2. concentrations of substances produced by society.
3. degradation by physical means. And, in that society:
4. people are not subject to conditions that systematically undermine their capacity to meet their needs.
Seeing the need for an accounting or indicator scheme by which to measure sustainability, Canadian ecologist William Rees and graduate student (at that time) Mathis Wackernagel developed in the early 1990s the concept of the “ecological footprint,” defined as the amount of land and water area a human population would hypothetically need to provide the resources required to support itself and to absorb its wastes, given prevailing technology. Implicit in the scheme is the recognition that, for humanity to achieve sustainability, the total world population's footprint must be less than the total land and water area of Earth (that footprint is currently calculated by the Global Footprint Network as being about 40 percent larger than the planet can regenerate, indicating that human kind is to this extent overconsuming resources and operating in an unsustainable manner).
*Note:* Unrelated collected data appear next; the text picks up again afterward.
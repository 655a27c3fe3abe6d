// -*- mode: rust; -*-
//
// This file is part of x25519-core.
// See LICENSE for licensing information.

//! SSE2 dual-rail field arithmetic.

pub(crate) mod field;

pub(crate) use self::field::FieldElement2625x2;
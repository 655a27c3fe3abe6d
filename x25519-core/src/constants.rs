// -*- mode: rust; -*-
//
// This file is part of x25519-core.
// See LICENSE for licensing information.

//! Various constants, such as the X25519 basepoint and the coefficients
//! of the Montgomery curve.
//!
//! Curve25519 is the Montgomery curve
//! $$
//! v\^2 = u\^3 + A u\^2 + u
//! $$
//! over \\(\mathbb F\_p\\), \\(p = 2\^{255} - 19\\), with \\(A = 486662\\).

use crate::montgomery::MontgomeryPoint;
use crate::x25519::X25519_BASEPOINT_BYTES;

/// The X25519 basepoint, in `MontgomeryPoint` format.
pub const X25519_BASEPOINT: MontgomeryPoint = MontgomeryPoint(X25519_BASEPOINT_BYTES);

/// The Montgomery coefficient \\(A\\) of Curve25519.
pub const MONTGOMERY_A: u32 = 486662;

/// \\((A + 2) / 4\\), the constant of the ladder doubling formula.
pub const APLUS2_OVER_FOUR: u32 = 121666;

/// \\((A - 2) / 4\\). The ladder uses it alongside [`APLUS2_OVER_FOUR`]
/// to write the doubling as \\(E \cdot (121666 \cdot AA - 121665 \cdot BB)\\).
pub const AMINUS2_OVER_FOUR: u32 = 121665;

const _: () = {
    assert!(MONTGOMERY_A % 4 == 2);
    assert!((MONTGOMERY_A + 2) / 4 == APLUS2_OVER_FOUR);
    assert!((MONTGOMERY_A - 2) / 4 == AMINUS2_OVER_FOUR);
    // `mul_small` takes factors below 2^20.
    assert!(MONTGOMERY_A < (1 << 20));
};

#[cfg(test)]
mod test {
    use super::*;
    use crate::field::FieldElement;

    /// The basepoint has u = 9, and 9^3 + A*81 + 9 is a square mod p.
    #[test]
    fn basepoint_is_on_curve() {
        let u = FieldElement::from_bytes(X25519_BASEPOINT.as_bytes());
        // u*(u^2 + A*u) + u, at most two reduced terms per operand.
        let inner = &u.square() + &u.mul_small(MONTGOMERY_A);
        let rhs = &(&u * &inner) + &u;
        // Euler's criterion, with (p - 1)/2 = 2^254 - 10 = (2^250 - 1)*2^4 + 6.
        let (t19, _) = rhs.pow22501(); // rhs^(2^250 - 1)
        let t = t19.pow2k(4); // rhs^(2^254 - 16)
        let rhs2 = rhs.square();
        let rhs4 = rhs2.square();
        let rhs6 = &rhs4 * &rhs2;
        let legendre = &t * &rhs6; // rhs^(2^254 - 10)
        assert_eq!(legendre, FieldElement::ONE);
    }
}
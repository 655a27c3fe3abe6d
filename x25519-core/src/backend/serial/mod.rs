// -*- mode: rust; -*-
//
// This file is part of x25519-core.
// See LICENSE for licensing information.

//! Serial implementations of field arithmetic.
//!
//! The [`u32`] module holds the radix-\\(2\^{25.5}\\) field element. The
//! [`pair`] module drives two of them through the ladder's dual-rail
//! interface, which is what runs whenever the vector backend is not
//! available.

pub(crate) mod u32;

pub(crate) mod pair;

pub(crate) use self::pair::SerialFieldPair;
// -*- mode: rust; -*-
//
// This file is part of x25519-core.
// See LICENSE for licensing information.

//! The `u32` backend uses `u32`s and a `(u32, u32) -> u64` multiplier.
//!
//! Limbs are stored signed so that lazily computed differences need no
//! bias. Every product fits in an `i64` accumulator.

pub(crate) mod field;

pub(crate) mod constants;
A truly comprehensive historical survey of the usage of the terms sustainable and sustainability is not feasible. A search of Amazon.com for sustainability (April 1, 2010) yielded 8,875 book titles containing the word. A search of journal articles on Google Scholar turned up 108,000 hits, indicating many thousands of scholarly articles with the word sustainability in their titles. However, a perusal of the literature suggests that most of this immense body of work repeats, or is based on, the definitions and conditions described above.